## PROBLEM DESCRIPTION
Your answer must be every line of the data below that holds the string "Bottom", copied exactly.

(Dataset excerpts)
★ ★ ★ ★ ★

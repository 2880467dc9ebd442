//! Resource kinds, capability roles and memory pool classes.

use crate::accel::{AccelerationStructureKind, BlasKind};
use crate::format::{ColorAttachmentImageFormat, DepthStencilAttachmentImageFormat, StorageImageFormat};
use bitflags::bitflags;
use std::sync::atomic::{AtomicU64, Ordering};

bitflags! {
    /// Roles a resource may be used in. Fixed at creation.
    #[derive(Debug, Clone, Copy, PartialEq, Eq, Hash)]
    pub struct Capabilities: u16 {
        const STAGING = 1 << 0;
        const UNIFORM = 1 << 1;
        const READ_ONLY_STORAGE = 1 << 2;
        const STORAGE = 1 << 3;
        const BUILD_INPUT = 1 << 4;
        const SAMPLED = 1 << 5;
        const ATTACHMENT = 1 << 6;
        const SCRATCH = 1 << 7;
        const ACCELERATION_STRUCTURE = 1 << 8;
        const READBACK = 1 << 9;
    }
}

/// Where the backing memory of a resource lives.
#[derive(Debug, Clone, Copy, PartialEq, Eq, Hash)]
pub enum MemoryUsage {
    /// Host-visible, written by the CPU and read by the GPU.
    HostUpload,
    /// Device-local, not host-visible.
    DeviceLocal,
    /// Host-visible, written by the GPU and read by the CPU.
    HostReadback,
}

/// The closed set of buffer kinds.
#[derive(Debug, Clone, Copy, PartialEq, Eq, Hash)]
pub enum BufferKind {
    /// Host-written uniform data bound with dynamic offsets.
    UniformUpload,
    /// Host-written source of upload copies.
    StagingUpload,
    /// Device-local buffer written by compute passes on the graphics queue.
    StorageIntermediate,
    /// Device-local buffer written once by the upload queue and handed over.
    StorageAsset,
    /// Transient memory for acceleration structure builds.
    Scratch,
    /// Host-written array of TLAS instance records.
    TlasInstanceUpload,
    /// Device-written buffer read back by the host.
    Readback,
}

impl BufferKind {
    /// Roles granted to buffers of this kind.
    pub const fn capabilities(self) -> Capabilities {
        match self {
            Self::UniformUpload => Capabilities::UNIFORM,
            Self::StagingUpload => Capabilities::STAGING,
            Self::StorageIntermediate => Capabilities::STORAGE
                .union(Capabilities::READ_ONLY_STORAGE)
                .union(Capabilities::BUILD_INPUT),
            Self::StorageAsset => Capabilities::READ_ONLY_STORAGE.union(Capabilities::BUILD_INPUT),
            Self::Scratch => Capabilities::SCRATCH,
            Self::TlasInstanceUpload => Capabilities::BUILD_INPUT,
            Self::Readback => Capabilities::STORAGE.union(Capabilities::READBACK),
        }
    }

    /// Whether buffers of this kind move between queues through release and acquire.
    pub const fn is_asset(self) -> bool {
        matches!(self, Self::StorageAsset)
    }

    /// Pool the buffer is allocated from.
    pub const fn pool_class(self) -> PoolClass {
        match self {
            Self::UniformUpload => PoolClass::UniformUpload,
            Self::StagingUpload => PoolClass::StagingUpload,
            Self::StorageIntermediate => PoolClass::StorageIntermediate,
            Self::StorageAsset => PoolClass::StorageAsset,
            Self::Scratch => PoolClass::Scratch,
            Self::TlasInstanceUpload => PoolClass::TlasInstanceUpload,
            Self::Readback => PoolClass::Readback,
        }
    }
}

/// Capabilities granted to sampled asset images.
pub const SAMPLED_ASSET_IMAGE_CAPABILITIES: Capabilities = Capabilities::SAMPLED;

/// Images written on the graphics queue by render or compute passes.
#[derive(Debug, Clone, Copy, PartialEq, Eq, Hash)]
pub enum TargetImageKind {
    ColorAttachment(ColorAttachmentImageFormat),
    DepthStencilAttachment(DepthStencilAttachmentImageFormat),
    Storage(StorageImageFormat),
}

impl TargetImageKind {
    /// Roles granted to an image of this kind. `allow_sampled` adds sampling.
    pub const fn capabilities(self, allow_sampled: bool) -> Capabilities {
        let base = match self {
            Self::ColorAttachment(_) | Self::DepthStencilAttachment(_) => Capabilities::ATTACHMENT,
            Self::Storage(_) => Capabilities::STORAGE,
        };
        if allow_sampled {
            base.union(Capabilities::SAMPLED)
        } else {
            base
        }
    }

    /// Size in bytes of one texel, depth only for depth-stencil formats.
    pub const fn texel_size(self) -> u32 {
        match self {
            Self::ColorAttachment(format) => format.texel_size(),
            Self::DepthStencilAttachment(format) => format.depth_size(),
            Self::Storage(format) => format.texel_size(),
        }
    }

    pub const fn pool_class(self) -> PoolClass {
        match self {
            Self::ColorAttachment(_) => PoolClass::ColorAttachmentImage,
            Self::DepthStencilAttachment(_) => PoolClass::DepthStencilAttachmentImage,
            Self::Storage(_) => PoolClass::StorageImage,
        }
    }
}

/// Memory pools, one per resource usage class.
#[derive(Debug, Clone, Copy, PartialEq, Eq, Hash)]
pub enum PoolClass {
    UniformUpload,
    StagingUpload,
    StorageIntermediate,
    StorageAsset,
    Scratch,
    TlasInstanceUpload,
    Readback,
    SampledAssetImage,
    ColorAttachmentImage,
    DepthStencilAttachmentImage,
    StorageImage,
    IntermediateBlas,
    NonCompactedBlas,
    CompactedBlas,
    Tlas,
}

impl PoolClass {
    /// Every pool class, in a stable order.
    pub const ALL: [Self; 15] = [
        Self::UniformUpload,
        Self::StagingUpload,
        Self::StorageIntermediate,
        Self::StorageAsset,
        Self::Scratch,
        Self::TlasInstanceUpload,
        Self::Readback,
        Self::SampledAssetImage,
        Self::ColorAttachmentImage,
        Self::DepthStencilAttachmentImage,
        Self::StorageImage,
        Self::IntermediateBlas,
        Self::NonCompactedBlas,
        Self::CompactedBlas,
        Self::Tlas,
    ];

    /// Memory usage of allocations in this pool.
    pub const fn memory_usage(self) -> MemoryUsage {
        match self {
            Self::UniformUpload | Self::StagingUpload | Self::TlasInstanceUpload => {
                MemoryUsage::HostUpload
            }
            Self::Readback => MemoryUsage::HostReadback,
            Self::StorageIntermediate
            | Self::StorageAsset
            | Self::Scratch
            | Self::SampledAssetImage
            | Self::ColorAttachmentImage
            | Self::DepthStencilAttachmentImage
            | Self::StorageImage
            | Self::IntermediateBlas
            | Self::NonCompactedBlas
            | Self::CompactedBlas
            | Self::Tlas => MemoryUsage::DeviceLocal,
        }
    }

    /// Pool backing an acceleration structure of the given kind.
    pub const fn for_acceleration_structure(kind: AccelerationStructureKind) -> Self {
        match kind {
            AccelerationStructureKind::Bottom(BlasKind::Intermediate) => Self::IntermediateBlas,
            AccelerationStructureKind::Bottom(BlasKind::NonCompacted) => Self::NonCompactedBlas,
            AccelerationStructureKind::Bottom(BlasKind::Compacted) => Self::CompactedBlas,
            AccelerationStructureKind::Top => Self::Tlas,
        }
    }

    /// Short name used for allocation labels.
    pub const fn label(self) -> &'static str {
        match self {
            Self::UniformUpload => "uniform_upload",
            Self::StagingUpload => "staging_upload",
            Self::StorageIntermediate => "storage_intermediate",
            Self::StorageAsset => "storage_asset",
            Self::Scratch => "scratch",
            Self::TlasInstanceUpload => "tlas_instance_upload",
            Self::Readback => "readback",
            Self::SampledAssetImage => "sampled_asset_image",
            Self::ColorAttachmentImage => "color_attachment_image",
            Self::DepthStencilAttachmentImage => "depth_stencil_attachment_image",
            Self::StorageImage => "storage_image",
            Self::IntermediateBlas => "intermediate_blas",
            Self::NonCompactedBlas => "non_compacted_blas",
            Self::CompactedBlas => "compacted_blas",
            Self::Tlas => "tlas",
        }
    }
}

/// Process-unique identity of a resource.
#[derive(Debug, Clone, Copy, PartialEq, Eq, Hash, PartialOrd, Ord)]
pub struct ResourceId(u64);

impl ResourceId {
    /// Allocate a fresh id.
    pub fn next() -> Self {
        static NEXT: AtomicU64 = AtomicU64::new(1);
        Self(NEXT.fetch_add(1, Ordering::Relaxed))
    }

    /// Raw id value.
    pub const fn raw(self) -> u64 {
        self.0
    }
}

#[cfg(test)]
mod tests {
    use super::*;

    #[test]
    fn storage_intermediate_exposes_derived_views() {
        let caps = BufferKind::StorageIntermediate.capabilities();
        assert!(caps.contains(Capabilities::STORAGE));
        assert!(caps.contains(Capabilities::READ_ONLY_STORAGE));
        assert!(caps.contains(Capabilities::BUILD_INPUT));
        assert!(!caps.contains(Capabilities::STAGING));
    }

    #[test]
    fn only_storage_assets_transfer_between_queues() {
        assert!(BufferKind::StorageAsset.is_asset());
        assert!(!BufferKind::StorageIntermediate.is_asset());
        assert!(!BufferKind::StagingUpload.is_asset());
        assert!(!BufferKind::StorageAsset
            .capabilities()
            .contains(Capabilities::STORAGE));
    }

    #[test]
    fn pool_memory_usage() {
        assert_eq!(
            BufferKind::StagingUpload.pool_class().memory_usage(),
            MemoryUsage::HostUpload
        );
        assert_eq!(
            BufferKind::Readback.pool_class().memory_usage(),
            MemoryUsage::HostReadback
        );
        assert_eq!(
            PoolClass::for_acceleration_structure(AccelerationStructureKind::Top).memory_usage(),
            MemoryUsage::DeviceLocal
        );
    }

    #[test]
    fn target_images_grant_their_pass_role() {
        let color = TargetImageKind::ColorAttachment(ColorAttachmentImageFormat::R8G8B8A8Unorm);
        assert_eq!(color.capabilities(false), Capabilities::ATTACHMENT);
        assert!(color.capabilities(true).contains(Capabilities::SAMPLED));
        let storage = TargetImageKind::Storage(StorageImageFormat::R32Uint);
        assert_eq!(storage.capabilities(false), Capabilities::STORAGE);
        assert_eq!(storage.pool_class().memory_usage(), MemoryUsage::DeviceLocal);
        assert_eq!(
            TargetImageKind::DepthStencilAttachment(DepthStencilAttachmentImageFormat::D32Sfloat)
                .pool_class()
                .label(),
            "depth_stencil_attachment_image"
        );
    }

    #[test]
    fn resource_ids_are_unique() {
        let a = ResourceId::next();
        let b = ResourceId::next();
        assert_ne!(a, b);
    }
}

★ ★ ★ ★ ★

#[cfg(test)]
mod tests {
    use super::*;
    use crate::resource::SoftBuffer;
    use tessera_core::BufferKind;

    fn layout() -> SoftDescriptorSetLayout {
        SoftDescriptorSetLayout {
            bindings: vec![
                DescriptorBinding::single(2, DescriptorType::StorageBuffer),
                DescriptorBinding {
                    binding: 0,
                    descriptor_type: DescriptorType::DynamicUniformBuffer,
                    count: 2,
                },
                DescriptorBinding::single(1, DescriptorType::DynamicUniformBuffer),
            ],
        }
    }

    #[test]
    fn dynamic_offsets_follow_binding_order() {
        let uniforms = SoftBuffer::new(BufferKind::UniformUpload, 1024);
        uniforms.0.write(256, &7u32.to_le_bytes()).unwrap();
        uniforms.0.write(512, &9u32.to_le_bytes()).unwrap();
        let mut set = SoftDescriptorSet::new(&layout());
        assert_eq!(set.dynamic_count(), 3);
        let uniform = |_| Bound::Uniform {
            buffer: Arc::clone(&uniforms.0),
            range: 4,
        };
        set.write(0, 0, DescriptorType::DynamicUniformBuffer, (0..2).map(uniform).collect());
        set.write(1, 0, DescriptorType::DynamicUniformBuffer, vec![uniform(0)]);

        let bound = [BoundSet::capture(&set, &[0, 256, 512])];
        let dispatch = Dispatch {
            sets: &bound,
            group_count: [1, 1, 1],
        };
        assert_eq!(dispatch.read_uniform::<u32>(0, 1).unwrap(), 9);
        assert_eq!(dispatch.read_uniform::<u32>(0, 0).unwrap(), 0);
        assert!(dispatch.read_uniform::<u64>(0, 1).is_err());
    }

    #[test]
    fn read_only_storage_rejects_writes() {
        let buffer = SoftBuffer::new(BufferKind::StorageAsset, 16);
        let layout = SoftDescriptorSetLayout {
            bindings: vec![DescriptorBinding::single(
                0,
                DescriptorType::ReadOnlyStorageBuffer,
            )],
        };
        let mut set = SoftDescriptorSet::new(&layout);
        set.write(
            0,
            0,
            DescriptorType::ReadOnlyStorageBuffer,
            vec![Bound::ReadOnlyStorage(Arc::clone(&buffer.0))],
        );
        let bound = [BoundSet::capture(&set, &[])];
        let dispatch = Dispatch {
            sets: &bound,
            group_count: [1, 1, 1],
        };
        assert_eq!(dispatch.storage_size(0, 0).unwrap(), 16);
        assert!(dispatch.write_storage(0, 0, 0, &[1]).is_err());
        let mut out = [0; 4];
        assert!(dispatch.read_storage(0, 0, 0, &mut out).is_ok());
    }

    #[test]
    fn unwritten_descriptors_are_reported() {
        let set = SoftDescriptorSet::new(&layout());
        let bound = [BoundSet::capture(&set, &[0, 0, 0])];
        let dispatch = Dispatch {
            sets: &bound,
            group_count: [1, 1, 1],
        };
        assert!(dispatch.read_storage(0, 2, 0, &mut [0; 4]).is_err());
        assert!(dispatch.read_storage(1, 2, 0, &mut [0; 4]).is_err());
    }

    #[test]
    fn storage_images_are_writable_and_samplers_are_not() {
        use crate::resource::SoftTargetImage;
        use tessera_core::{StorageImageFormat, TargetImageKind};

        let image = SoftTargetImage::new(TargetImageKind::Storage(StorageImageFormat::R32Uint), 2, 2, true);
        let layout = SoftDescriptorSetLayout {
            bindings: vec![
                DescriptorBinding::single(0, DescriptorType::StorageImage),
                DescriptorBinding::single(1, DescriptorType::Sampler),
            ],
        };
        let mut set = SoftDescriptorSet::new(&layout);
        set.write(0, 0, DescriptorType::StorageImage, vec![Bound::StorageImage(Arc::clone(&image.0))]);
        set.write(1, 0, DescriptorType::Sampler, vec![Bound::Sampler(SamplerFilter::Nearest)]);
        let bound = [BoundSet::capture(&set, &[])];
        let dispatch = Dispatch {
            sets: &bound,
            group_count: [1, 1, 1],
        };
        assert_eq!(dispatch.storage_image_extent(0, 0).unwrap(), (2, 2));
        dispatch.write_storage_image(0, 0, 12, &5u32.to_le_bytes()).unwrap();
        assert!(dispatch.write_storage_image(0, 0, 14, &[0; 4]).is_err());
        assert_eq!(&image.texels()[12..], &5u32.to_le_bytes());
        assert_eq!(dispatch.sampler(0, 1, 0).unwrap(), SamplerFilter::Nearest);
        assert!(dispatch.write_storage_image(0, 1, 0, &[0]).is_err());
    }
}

★ ★ ★ ★ ★

## SOLUTION BELOW
            AccelerationStructureKind::Bottom(BlasKind::Intermediate) => Self::IntermediateBlas,
            AccelerationStructureKind::Bottom(BlasKind::NonCompacted) => Self::NonCompactedBlas,
            AccelerationStructureKind::Bottom(BlasKind::Compacted) => Self::CompactedBlas,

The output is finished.